● **Collected data**:
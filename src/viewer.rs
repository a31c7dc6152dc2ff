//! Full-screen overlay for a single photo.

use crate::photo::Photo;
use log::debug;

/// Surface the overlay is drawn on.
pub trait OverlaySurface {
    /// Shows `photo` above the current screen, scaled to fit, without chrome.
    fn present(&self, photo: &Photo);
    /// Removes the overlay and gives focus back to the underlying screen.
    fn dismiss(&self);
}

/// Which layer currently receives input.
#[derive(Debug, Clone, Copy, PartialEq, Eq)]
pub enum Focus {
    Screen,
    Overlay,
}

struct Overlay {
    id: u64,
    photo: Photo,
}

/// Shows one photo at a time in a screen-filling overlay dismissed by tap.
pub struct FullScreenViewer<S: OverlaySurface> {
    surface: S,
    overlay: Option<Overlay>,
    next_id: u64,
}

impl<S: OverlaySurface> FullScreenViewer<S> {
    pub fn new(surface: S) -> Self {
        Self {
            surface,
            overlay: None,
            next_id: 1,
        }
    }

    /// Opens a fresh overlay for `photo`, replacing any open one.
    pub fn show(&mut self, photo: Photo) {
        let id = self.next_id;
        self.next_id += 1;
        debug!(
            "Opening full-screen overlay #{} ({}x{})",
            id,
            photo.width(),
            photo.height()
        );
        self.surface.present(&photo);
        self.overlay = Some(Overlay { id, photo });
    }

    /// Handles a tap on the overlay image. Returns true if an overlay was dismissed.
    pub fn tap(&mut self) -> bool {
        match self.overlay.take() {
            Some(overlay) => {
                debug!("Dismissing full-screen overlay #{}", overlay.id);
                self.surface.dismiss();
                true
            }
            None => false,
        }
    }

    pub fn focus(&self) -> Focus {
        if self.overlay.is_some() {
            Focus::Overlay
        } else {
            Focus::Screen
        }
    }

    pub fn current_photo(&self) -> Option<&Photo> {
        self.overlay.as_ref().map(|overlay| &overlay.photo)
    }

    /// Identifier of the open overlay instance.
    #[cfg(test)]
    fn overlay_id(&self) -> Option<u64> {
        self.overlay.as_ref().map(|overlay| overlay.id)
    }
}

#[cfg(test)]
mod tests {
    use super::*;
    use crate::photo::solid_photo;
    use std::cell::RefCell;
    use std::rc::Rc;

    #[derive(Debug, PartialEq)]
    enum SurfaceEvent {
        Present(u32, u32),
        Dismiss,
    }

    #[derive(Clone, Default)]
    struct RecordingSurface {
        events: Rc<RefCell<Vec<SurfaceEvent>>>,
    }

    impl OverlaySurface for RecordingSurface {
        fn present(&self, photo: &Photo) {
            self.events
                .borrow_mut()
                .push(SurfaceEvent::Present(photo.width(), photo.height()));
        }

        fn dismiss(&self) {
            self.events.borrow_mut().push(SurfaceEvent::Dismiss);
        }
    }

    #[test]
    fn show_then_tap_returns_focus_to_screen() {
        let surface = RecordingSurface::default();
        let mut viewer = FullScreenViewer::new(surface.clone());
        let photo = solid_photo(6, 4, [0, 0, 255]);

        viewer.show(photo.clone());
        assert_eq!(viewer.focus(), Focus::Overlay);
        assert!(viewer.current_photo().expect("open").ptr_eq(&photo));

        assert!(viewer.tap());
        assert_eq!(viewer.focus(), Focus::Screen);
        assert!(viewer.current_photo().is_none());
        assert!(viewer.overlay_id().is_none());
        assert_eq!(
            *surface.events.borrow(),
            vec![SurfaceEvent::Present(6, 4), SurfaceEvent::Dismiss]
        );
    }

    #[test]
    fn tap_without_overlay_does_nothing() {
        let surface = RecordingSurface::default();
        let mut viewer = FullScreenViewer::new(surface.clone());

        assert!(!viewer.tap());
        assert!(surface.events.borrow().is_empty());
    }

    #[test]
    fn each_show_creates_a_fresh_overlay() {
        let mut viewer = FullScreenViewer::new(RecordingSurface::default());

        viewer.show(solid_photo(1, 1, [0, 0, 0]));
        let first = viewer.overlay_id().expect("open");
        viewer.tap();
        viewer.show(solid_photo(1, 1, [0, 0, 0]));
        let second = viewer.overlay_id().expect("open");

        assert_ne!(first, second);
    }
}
---
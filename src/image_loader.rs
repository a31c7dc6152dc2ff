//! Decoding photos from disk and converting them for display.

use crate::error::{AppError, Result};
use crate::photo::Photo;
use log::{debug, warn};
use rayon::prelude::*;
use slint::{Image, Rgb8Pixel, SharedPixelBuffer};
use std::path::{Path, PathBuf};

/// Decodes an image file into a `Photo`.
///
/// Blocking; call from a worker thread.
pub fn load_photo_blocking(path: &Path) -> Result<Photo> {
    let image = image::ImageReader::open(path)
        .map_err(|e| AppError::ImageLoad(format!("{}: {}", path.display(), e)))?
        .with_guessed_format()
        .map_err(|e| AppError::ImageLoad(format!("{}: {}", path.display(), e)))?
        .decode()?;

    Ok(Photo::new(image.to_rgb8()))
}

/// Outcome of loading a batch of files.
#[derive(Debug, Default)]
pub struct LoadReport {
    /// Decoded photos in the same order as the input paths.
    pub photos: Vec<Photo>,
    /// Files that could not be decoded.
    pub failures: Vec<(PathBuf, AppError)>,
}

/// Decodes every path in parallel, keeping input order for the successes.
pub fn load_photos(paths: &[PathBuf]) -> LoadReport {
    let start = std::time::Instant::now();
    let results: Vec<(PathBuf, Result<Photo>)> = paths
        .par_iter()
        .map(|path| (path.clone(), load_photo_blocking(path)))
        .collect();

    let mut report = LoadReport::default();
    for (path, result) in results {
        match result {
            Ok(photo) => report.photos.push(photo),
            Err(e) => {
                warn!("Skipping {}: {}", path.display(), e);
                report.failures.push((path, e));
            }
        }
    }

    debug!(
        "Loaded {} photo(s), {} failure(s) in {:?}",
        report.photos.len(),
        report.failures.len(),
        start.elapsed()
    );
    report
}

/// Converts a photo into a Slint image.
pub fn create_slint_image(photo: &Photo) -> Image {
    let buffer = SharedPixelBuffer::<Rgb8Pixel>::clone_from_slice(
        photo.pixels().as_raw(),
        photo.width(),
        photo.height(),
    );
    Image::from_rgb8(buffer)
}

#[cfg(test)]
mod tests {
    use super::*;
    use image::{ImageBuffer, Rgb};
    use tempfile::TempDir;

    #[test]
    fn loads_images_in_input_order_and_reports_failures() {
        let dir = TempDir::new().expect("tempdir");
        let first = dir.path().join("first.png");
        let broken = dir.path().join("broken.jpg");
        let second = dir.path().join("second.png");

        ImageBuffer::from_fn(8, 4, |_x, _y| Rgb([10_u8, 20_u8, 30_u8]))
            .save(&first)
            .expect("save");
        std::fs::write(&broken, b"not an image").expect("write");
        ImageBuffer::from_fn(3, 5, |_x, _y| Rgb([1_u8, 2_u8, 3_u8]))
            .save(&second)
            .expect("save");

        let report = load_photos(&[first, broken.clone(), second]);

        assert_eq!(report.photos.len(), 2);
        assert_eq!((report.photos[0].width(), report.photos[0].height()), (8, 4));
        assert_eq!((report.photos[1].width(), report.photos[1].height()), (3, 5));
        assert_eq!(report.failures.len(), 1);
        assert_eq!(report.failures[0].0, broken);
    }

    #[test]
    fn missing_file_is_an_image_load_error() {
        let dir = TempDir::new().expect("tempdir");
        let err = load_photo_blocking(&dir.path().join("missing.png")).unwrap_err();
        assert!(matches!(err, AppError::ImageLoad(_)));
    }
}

● **PROBLEM TO SOLVE**: Search the entries for the word "derive". Copy each line where it appears.

● **ANSWER SECTION**:
#[derive(Debug, Clone, Copy, PartialEq, Eq)]
    #[derive(Debug, PartialEq)]
    #[derive(Clone, Default)]
#[derive(Debug, Default)]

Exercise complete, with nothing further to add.